**INFORMATION SHOWN**
=== Section Start ===

use std::{fmt::Display, str::FromStr};

use chrono::{DateTime, Utc};
use fg_common::Money;
use serde::{Deserialize, Serialize};
use sqlx::{FromRow, Type};
use thiserror::Error;

#[derive(Debug, Clone, Error)]
#[error("{0}")]
pub struct ConversionError(String);

//--------------------------------------        Role          ---------------------------------------------------------
/// The role attached to an authenticated marketplace user. Farmers sell produce through their farms; buyers place
/// and pay for orders.
#[derive(Debug, Clone, Copy, PartialEq, Eq, Type, Serialize, Deserialize)]
#[sqlx(rename_all = "UPPERCASE")]
#[serde(rename_all = "UPPERCASE")]
pub enum Role {
    Farmer,
    Buyer,
}

impl Display for Role {
    fn fmt(&self, f: &mut std::fmt::Formatter<'_>) -> std::fmt::Result {
        match self {
            Role::Farmer => write!(f, "FARMER"),
            Role::Buyer => write!(f, "BUYER"),
        }
    }
}

impl FromStr for Role {
    type Err = ConversionError;

    fn from_str(s: &str) -> Result<Self, Self::Err> {
        match s {
            "FARMER" => Ok(Self::Farmer),
            "BUYER" => Ok(Self::Buyer),
            s => Err(ConversionError(format!("Invalid role: {s}"))),
        }
    }
}

//--------------------------------------       Actor          ---------------------------------------------------------
/// An authenticated caller, as resolved by the upstream authentication service. The engine never sees credentials;
/// it only ever acts on behalf of an `Actor`.
#[derive(Debug, Clone, Copy, PartialEq, Eq, Serialize, Deserialize)]
pub struct Actor {
    pub id: i64,
    pub role: Role,
}

impl Actor {
    pub fn new(id: i64, role: Role) -> Self {
        Self { id, role }
    }

    pub fn is_farmer(&self) -> bool {
        self.role == Role::Farmer
    }
}

//--------------------------------------   OrderStatusType    ---------------------------------------------------------
#[derive(Debug, Clone, Copy, PartialEq, Eq, Type, Serialize, Deserialize)]
#[sqlx(rename_all = "UPPERCASE")]
#[serde(rename_all = "UPPERCASE")]
pub enum OrderStatusType {
    /// The order has been created and stock reserved, but payment has not been settled.
    Pending,
    /// Payment has settled and the order is being prepared.
    Processing,
    /// The order has left the farm.
    Shipped,
    /// The order has arrived. Terminal.
    Delivered,
    /// The order was cancelled. Terminal.
    Cancelled,
}

impl OrderStatusType {
    /// A terminal order accepts no further status changes.
    pub fn is_terminal(&self) -> bool {
        matches!(self, OrderStatusType::Delivered | OrderStatusType::Cancelled)
    }
}

impl Display for OrderStatusType {
    fn fmt(&self, f: &mut std::fmt::Formatter<'_>) -> std::fmt::Result {
        match self {
            OrderStatusType::Pending => write!(f, "PENDING"),
            OrderStatusType::Processing => write!(f, "PROCESSING"),
            OrderStatusType::Shipped => write!(f, "SHIPPED"),
            OrderStatusType::Delivered => write!(f, "DELIVERED"),
            OrderStatusType::Cancelled => write!(f, "CANCELLED"),
        }
    }
}

impl FromStr for OrderStatusType {
    type Err = ConversionError;

    fn from_str(s: &str) -> Result<Self, Self::Err> {
        match s {
            "PENDING" => Ok(Self::Pending),
            "PROCESSING" => Ok(Self::Processing),
            "SHIPPED" => Ok(Self::Shipped),
            "DELIVERED" => Ok(Self::Delivered),
            "CANCELLED" => Ok(Self::Cancelled),
            s => Err(ConversionError(format!("Invalid order status: {s}"))),
        }
    }
}

//--------------------------------------  PaymentStatusType   ---------------------------------------------------------
#[derive(Debug, Clone, Copy, PartialEq, Eq, Type, Serialize, Deserialize)]
#[sqlx(rename_all = "UPPERCASE")]
#[serde(rename_all = "UPPERCASE")]
pub enum PaymentStatusType {
    Pending,
    Completed,
    Failed,
}

impl Display for PaymentStatusType {
    fn fmt(&self, f: &mut std::fmt::Formatter<'_>) -> std::fmt::Result {
        match self {
            PaymentStatusType::Pending => write!(f, "PENDING"),
            PaymentStatusType::Completed => write!(f, "COMPLETED"),
            PaymentStatusType::Failed => write!(f, "FAILED"),
        }
    }
}

//--------------------------------------    PaymentMethod     ---------------------------------------------------------
#[derive(Debug, Clone, Copy, PartialEq, Eq, Type, Serialize, Deserialize)]
#[sqlx(rename_all = "SCREAMING_SNAKE_CASE")]
#[serde(rename_all = "SCREAMING_SNAKE_CASE")]
pub enum PaymentMethod {
    Card,
    BankTransfer,
    MobileMoney,
    Cash,
}

impl Display for PaymentMethod {
    fn fmt(&self, f: &mut std::fmt::Formatter<'_>) -> std::fmt::Result {
        match self {
            PaymentMethod::Card => write!(f, "CARD"),
            PaymentMethod::BankTransfer => write!(f, "BANK_TRANSFER"),
            PaymentMethod::MobileMoney => write!(f, "MOBILE_MONEY"),
            PaymentMethod::Cash => write!(f, "CASH"),
        }
    }
}

impl FromStr for PaymentMethod {
    type Err = ConversionError;

    fn from_str(s: &str) -> Result<Self, Self::Err> {
        match s {
            "CARD" => Ok(Self::Card),
            "BANK_TRANSFER" => Ok(Self::BankTransfer),
            "MOBILE_MONEY" => Ok(Self::MobileMoney),
            "CASH" => Ok(Self::Cash),
            s => Err(ConversionError(format!("Invalid payment method: {s}"))),
        }
    }
}

//--------------------------------------       Product        ---------------------------------------------------------
#[derive(Debug, Clone, FromRow, Serialize, Deserialize)]
pub struct Product {
    pub id: i64,
    pub name: String,
    pub description: Option<String>,
    pub price: Money,
    /// Stock on hand. Never negative; only mutated through the guarded reservation update.
    pub quantity_available: i64,
    pub farm_id: i64,
    pub created_at: DateTime<Utc>,
    pub updated_at: DateTime<Utc>,
}

//--------------------------------------        Farm          ---------------------------------------------------------
#[derive(Debug, Clone, FromRow, Serialize, Deserialize)]
pub struct Farm {
    pub id: i64,
    pub name: String,
    pub farmer_id: i64,
    pub created_at: DateTime<Utc>,
}

//--------------------------------------        Order         ---------------------------------------------------------
#[derive(Debug, Clone, FromRow, Serialize, Deserialize)]
pub struct Order {
    pub id: i64,
    pub user_id: i64,
    /// Sum of `unit_price × quantity` over the order's items, captured at placement. Never recomputed.
    pub total: Money,
    pub status: OrderStatusType,
    pub created_at: DateTime<Utc>,
    pub updated_at: DateTime<Utc>,
}

//--------------------------------------      OrderItem       ---------------------------------------------------------
#[derive(Debug, Clone, FromRow, Serialize, Deserialize)]
pub struct OrderItem {
    pub id: i64,
    pub order_id: i64,
    pub product_id: i64,
    pub quantity: i64,
    /// The product price at the time the order was placed. Later catalog price changes do not affect this.
    pub unit_price: Money,
}

//--------------------------------------      CartItem        ---------------------------------------------------------
/// One requested line of a new order, as submitted by a buyer.
#[derive(Debug, Clone, Copy, Serialize, Deserialize)]
pub struct CartItem {
    pub product_id: i64,
    pub quantity: i64,
}

//--------------------------------------      NewOrder        ---------------------------------------------------------
#[derive(Debug, Clone, Serialize, Deserialize)]
pub struct NewOrder {
    pub user_id: i64,
    pub items: Vec<CartItem>,
}

impl NewOrder {
    pub fn new(user_id: i64, items: Vec<CartItem>) -> Self {
        Self { user_id, items }
    }
}

//--------------------------------------       Payment        ---------------------------------------------------------
#[derive(Debug, Clone, FromRow, Serialize, Deserialize)]
pub struct Payment {
    pub id: i64,
    /// Each order carries at most one payment record, created lazily on the first settlement attempt.
    pub order_id: i64,
    pub amount: Money,
    pub method: PaymentMethod,
    pub status: PaymentStatusType,
    /// Opaque identity generated afresh for every settlement attempt.
    pub transaction_id: String,
    /// Set only when the payment completed.
    pub paid_at: Option<DateTime<Utc>>,
    pub created_at: DateTime<Utc>,
    pub updated_at: DateTime<Utc>,
}
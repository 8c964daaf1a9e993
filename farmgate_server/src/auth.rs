//! Identity-header authentication.
//!
//! Credential handling (registration, login, token issuance) is terminated by the upstream authentication
//! gateway. What reaches this server is the already-resolved actor, forwarded as three headers:
//!
//! * `fg-user-id` — the authenticated user's id
//! * `fg-user-role` — `FARMER` or `BUYER`
//! * `fg-auth-signature` — base64 HMAC-SHA256 over `"<id>:<role>"` using the shared `FG_AUTH_SECRET`
//!
//! [`AuthenticatedActor`] verifies the signature and hands handlers a plain [`Actor`]. Handlers never see
//! credentials.
use std::future::{ready, Ready};

use actix_web::{dev::Payload, web, FromRequest, HttpRequest};
use farmgate_engine::db_types::{Actor, Role};
use hmac::{Hmac, Mac};
use log::debug;
use sha2::Sha256;
use thiserror::Error;

use crate::{config::AuthConfig, errors::ServerError};

pub const USER_ID_HEADER: &str = "fg-user-id";
pub const ROLE_HEADER: &str = "fg-user-role";
pub const SIGNATURE_HEADER: &str = "fg-auth-signature";

type HmacSha256 = Hmac<Sha256>;

#[derive(Debug, Clone, Error)]
pub enum AuthError {
    #[error("Identity headers missing or unreadable.")]
    MissingHeaders,
    #[error("Identity signature is invalid.")]
    InvalidSignature,
    #[error("Identity headers carry an invalid user id: {0}")]
    InvalidUserId(String),
    #[error("Identity headers carry an invalid role: {0}")]
    InvalidRole(String),
}

/// Signs the identity header payload for the given actor. The upstream gateway runs the same computation; tests
/// use this directly.
pub fn sign_identity(secret: &str, user_id: &str, role: &str) -> String {
    let mut mac = HmacSha256::new_from_slice(secret.as_bytes()).expect("HMAC can take key of any size");
    mac.update(format!("{user_id}:{role}").as_bytes());
    base64::encode(mac.finalize().into_bytes())
}

fn verify_identity(secret: &str, user_id: &str, role: &str, signature: &str) -> Result<(), AuthError> {
    let sig = base64::decode(signature).map_err(|_| AuthError::InvalidSignature)?;
    let mut mac = HmacSha256::new_from_slice(secret.as_bytes()).expect("HMAC can take key of any size");
    mac.update(format!("{user_id}:{role}").as_bytes());
    mac.verify_slice(&sig).map_err(|_| AuthError::InvalidSignature)
}

/// The verified caller, extracted from the identity headers.
#[derive(Debug, Clone, Copy)]
pub struct AuthenticatedActor(pub Actor);

impl FromRequest for AuthenticatedActor {
    type Error = ServerError;
    type Future = Ready<Result<Self, Self::Error>>;

    fn from_request(req: &HttpRequest, _payload: &mut Payload) -> Self::Future {
        ready(extract_actor(req))
    }
}

fn extract_actor(req: &HttpRequest) -> Result<AuthenticatedActor, ServerError> {
    let config = req
        .app_data::<web::Data<AuthConfig>>()
        .ok_or_else(|| ServerError::InitializeError("Authentication configuration is not loaded".to_string()))?;
    let user_id = header_value(req, USER_ID_HEADER)?;
    let role = header_value(req, ROLE_HEADER)?;
    let signature = header_value(req, SIGNATURE_HEADER)?;
    verify_identity(config.hmac_secret.reveal(), user_id, role, signature).map_err(|e| {
        debug!("💻️ Rejecting request: {e}");
        e
    })?;
    let id = user_id.parse::<i64>().map_err(|_| AuthError::InvalidUserId(user_id.to_string()))?;
    let role = role.parse::<Role>().map_err(|_| AuthError::InvalidRole(role.to_string()))?;
    Ok(AuthenticatedActor(Actor::new(id, role)))
}

fn header_value<'a>(req: &'a HttpRequest, name: &str) -> Result<&'a str, AuthError> {
    req.headers().get(name).and_then(|v| v.to_str().ok()).ok_or(AuthError::MissingHeaders)
}
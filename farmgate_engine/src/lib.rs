//! FarmGate Order & Settlement Engine
//!
//! The engine owns the one part of the marketplace where correctness is hard: multi-row state transitions over
//! shared inventory. It is responsible for atomically validating and reserving stock when an order is placed,
//! recording and reconciling payment outcomes, and enforcing who may move an order through its lifecycle.
//!
//! The library is divided into two main sections:
//! 1. Database management and control (the SQLite backend behind [`SqliteDatabase`]). You should never need to
//!    access the database directly; use the public API instead. The exception is the data types used in the
//!    database, which are defined in the [`db_types`] module and are public.
//! 2. The public API ([`OrderFlowApi`]). This is generic over any backend implementing
//!    [`traits::SettlementDatabase`], and is where every authorization decision is made.
//!
//! Catalog management, user registration and credential handling live elsewhere; the engine consumes an
//! authenticated [`db_types::Actor`] and the catalog's product and farm rows.
mod api;

pub mod db_types;
pub mod helpers;
pub mod traits;

#[cfg(feature = "sqlite")]
mod sqlite;

#[cfg(feature = "sqlite")]
pub use sqlite::SqliteDatabase;

pub use api::{order_flow_api::OrderFlowApi, order_objects, payment_objects};
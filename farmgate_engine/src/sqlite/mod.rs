//! SQLite backend for the FarmGate settlement engine.
mod sqlite_impl;

pub mod db;
pub use sqlite_impl::SqliteDatabase;
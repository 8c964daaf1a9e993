use std::{
    fmt::Display,
    iter::Sum,
    ops::{Add, Mul, Neg, Sub, SubAssign},
    str::FromStr,
};

use serde::{Deserialize, Serialize};
use sqlx::Type;
use thiserror::Error;

use crate::op;

//--------------------------------------       Money         ---------------------------------------------------------
/// A monetary amount, stored as a fixed-point number of cents.
///
/// All marketplace prices and totals use this type. It deliberately does not implement `Div` or float conversions:
/// totals are sums of `unit price × quantity` and nothing else.
#[derive(Debug, Clone, Copy, Default, Type, Ord, PartialOrd, Serialize, Deserialize)]
#[sqlx(transparent)]
pub struct Money(i64);

op!(binary Money, Add, add);
op!(binary Money, Sub, sub);
op!(inplace Money, SubAssign, sub_assign);
op!(unary Money, Neg, neg);

impl Mul<i64> for Money {
    type Output = Self;

    fn mul(self, rhs: i64) -> Self::Output {
        Self(self.0 * rhs)
    }
}

impl Sum for Money {
    fn sum<I: Iterator<Item = Self>>(iter: I) -> Self {
        iter.fold(Self::default(), Add::add)
    }
}

#[derive(Debug, Clone, Error)]
#[error("Value cannot be represented as a money amount: {0}")]
pub struct MoneyConversionError(String);

impl From<i64> for Money {
    fn from(cents: i64) -> Self {
        Self(cents)
    }
}

impl PartialEq for Money {
    fn eq(&self, other: &Self) -> bool {
        self.0 == other.0
    }
}

impl Eq for Money {}

impl Display for Money {
    fn fmt(&self, f: &mut std::fmt::Formatter<'_>) -> std::fmt::Result {
        let sign = if self.0 < 0 { "-" } else { "" };
        let cents = self.0.unsigned_abs();
        write!(f, "{sign}${}.{:02}", cents / 100, cents % 100)
    }
}

/// Parses a decimal amount such as `"2.00"` or `"150"` into cents. At most two fractional digits are accepted,
/// and negative amounts are rejected.
impl FromStr for Money {
    type Err = MoneyConversionError;

    fn from_str(s: &str) -> Result<Self, Self::Err> {
        let s = s.trim();
        let err = || MoneyConversionError(s.to_string());
        if s.starts_with('-') {
            return Err(err());
        }
        let (whole, frac) = match s.split_once('.') {
            Some((w, f)) => (w, f),
            None => (s, ""),
        };
        if whole.is_empty() || frac.len() > 2 || !frac.chars().all(|c| c.is_ascii_digit()) {
            return Err(err());
        }
        let whole = whole.parse::<i64>().map_err(|_| err())?;
        let frac = if frac.is_empty() { 0 } else { format!("{frac:0<2}").parse::<i64>().map_err(|_| err())? };
        whole.checked_mul(100).and_then(|w| w.checked_add(frac)).map(Self).ok_or_else(err)
    }
}

impl Money {
    pub fn from_cents(cents: i64) -> Self {
        Self(cents)
    }

    pub fn value(&self) -> i64 {
        self.0
    }

    pub fn is_zero(&self) -> bool {
        self.0 == 0
    }
}
//! # SQLite database methods
//!
//! This module contains "low-level" SQLite database interactions.
//!
//! All these interactions are maintained by simple functions (rather than stateful structs) that accept a
//! `&mut SqliteConnection` argument. Callers can obtain a connection from a pool, or create an atomic transaction
//! as the need arises and call through to the functions without any other changes.
use std::env;

use log::info;
use sqlx::{sqlite::SqlitePoolOptions, Error as SqlxError, SqlitePool};

pub mod farms;
pub mod orders;
pub mod payments;
pub mod products;

const SQLITE_DB_URL: &str = "sqlite://data/farmgate.db";

pub fn db_url() -> String {
    let result = env::var("FG_DATABASE_URL").unwrap_or_else(|_| {
        info!("FG_DATABASE_URL is not set. Using the default.");
        SQLITE_DB_URL.to_string()
    });
    info!("Using database URL: {result}");
    result
}

pub async fn new_pool(url: &str, max_connections: u32) -> Result<SqlitePool, SqlxError> {
    let pool = SqlitePoolOptions::new().max_connections(max_connections).connect(url).await?;
    Ok(pool)
}
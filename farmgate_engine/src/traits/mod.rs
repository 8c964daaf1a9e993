//! Behaviour contracts for the settlement engine.
//!
//! [`SettlementDatabase`] is implemented by storage backends (currently SQLite). [`SettlementGateway`] is the
//! payment-outcome collaborator; the production implementation simulates settlement, and tests substitute a
//! deterministic one.
mod settlement_database;
mod settlement_gateway;

pub use settlement_database::{SettlementAttempt, SettlementDatabase, SettlementError};
pub use settlement_gateway::{FixedSettlementGateway, RandomSettlementGateway, SettlementDecision, SettlementGateway};
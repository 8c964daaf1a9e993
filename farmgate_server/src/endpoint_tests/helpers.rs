use std::sync::Arc;

use actix_web::{
    body::MessageBody,
    http::StatusCode,
    test,
    test::TestRequest,
    web,
    web::ServiceConfig,
    App,
};
use chrono::{DateTime, TimeZone, Utc};
use farmgate_engine::{
    db_types::{Order, OrderStatusType, Payment, PaymentMethod, PaymentStatusType},
    order_objects::{OrderItemView, OrderView},
    traits::{FixedSettlementGateway, SettlementDecision},
    OrderFlowApi,
};
use fg_common::Money;

use crate::{
    auth::{sign_identity, ROLE_HEADER, SIGNATURE_HEADER, USER_ID_HEADER},
    config::AuthConfig,
    endpoint_tests::mocks::MockSettlementDb,
};

// The secret shared with the make-believe upstream gateway. DO NOT re-use outside of tests.
pub const TEST_SECRET: &str = "farmgate-endpoint-test-secret";

pub fn test_time() -> DateTime<Utc> {
    Utc.with_ymd_and_hms(2024, 5, 1, 12, 0, 0).unwrap()
}

/// Signs identity headers the way the upstream gateway would.
pub fn identity_headers(user_id: i64, role: &str) -> Vec<(&'static str, String)> {
    let id = user_id.to_string();
    let signature = sign_identity(TEST_SECRET, &id, role);
    vec![(USER_ID_HEADER, id), (ROLE_HEADER, role.to_string()), (SIGNATURE_HEADER, signature)]
}

pub fn with_identity(mut req: TestRequest, user_id: i64, role: &str) -> TestRequest {
    for (name, value) in identity_headers(user_id, role) {
        req = req.insert_header((name, value));
    }
    req
}

/// Builds an app around the configured routes and mock, sends the request, and returns status and body. Errors
/// surfaced before a handler runs (e.g. extractor rejections) are rendered the same way the live server would
/// render them.
pub async fn send_request(req: TestRequest, configure: fn(&mut ServiceConfig)) -> (StatusCode, String) {
    let app = App::new().app_data(web::Data::new(AuthConfig::new(TEST_SECRET))).configure(configure);
    let service = test::init_service(app).await;
    match test::try_call_service(&service, req.to_request()).await {
        Ok(res) => {
            let (_, res) = res.into_parts();
            let status = res.status();
            let body = String::from_utf8_lossy(&res.into_body().try_into_bytes().unwrap()).into_owned();
            (status, body)
        },
        Err(e) => {
            let res = e.error_response();
            let status = res.status();
            let body = String::from_utf8_lossy(&res.into_body().try_into_bytes().unwrap()).into_owned();
            (status, body)
        },
    }
}

pub fn api_over(mock: MockSettlementDb, decision: SettlementDecision) -> OrderFlowApi<MockSettlementDb> {
    OrderFlowApi::new(mock, Arc::new(FixedSettlementGateway(decision)))
}

pub fn sample_order(id: i64, user_id: i64, status: OrderStatusType) -> Order {
    Order {
        id,
        user_id,
        total: Money::from_cents(600),
        status,
        created_at: test_time(),
        updated_at: test_time(),
    }
}

pub fn sample_view(id: i64, user_id: i64, status: OrderStatusType) -> OrderView {
    OrderView {
        id,
        user_id,
        total: Money::from_cents(600),
        status,
        created_at: test_time(),
        updated_at: test_time(),
        items: vec![OrderItemView {
            product_id: 1,
            product_name: "Tomatoes".to_string(),
            quantity: 3,
            unit_price: Money::from_cents(200),
        }],
    }
}

pub fn sample_payment(order_id: i64, status: PaymentStatusType) -> Payment {
    Payment {
        id: 1,
        order_id,
        amount: Money::from_cents(600),
        method: PaymentMethod::Card,
        status,
        transaction_id: "txn-fixedfixedfixedfixedfixe".to_string(),
        paid_at: (status == PaymentStatusType::Completed).then(test_time),
        created_at: test_time(),
        updated_at: test_time(),
    }
}
/// Generates operator trait implementations for single-field tuple structs.
#[macro_export]
macro_rules! op {
    (binary $for_struct:ident, $impl_trait:ident, $impl_fn:ident) => {
        impl $impl_trait for $for_struct {
            type Output = Self;

            fn $impl_fn(self, rhs: Self) -> Self::Output {
                Self(self.0.$impl_fn(rhs.0))
            }
        }
    };

    (inplace $for_struct:ident, $impl_trait:ident, $impl_fn:ident) => {
        impl $impl_trait for $for_struct {
            fn $impl_fn(&mut self, rhs: Self) {
                self.0.$impl_fn(rhs.0)
            }
        }
    };

    (unary $for_struct:ident, $impl_trait:ident, $impl_fn:ident) => {
        impl $impl_trait for $for_struct {
            type Output = Self;

            fn $impl_fn(self) -> Self::Output {
                Self(self.0.$impl_fn())
            }
        }
    };
}
use farmgate_engine::{db_types::CartItem, order_objects::Pagination};
use serde::{Deserialize, Serialize};

#[derive(Debug, Clone, Serialize, Deserialize)]
pub struct PlaceOrderRequest {
    pub items: Vec<CartItem>,
}

#[derive(Debug, Clone, Serialize, Deserialize)]
pub struct PaymentRequest {
    pub order_id: i64,
    /// One of `CARD`, `BANK_TRANSFER`, `MOBILE_MONEY`, `CASH`.
    pub method: String,
}

#[derive(Debug, Clone, Serialize, Deserialize)]
pub struct UpdateStatusRequest {
    pub status: String,
}

/// Query parameters for paginated listings; absent values fall back to page 1 with 10 entries.
#[derive(Debug, Clone, Copy, Default, Serialize, Deserialize)]
pub struct OrderListParams {
    pub page: Option<i64>,
    pub limit: Option<i64>,
}

impl From<OrderListParams> for Pagination {
    fn from(params: OrderListParams) -> Self {
        let defaults = Pagination::default();
        Pagination::new(params.page.unwrap_or(defaults.page), params.limit.unwrap_or(defaults.limit))
    }
}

=== Section End ===

**WHAT THE TASK ASKS**
State how many lines contain the word "NewOrder" across the listing, and give no other text.

**RESULT**
3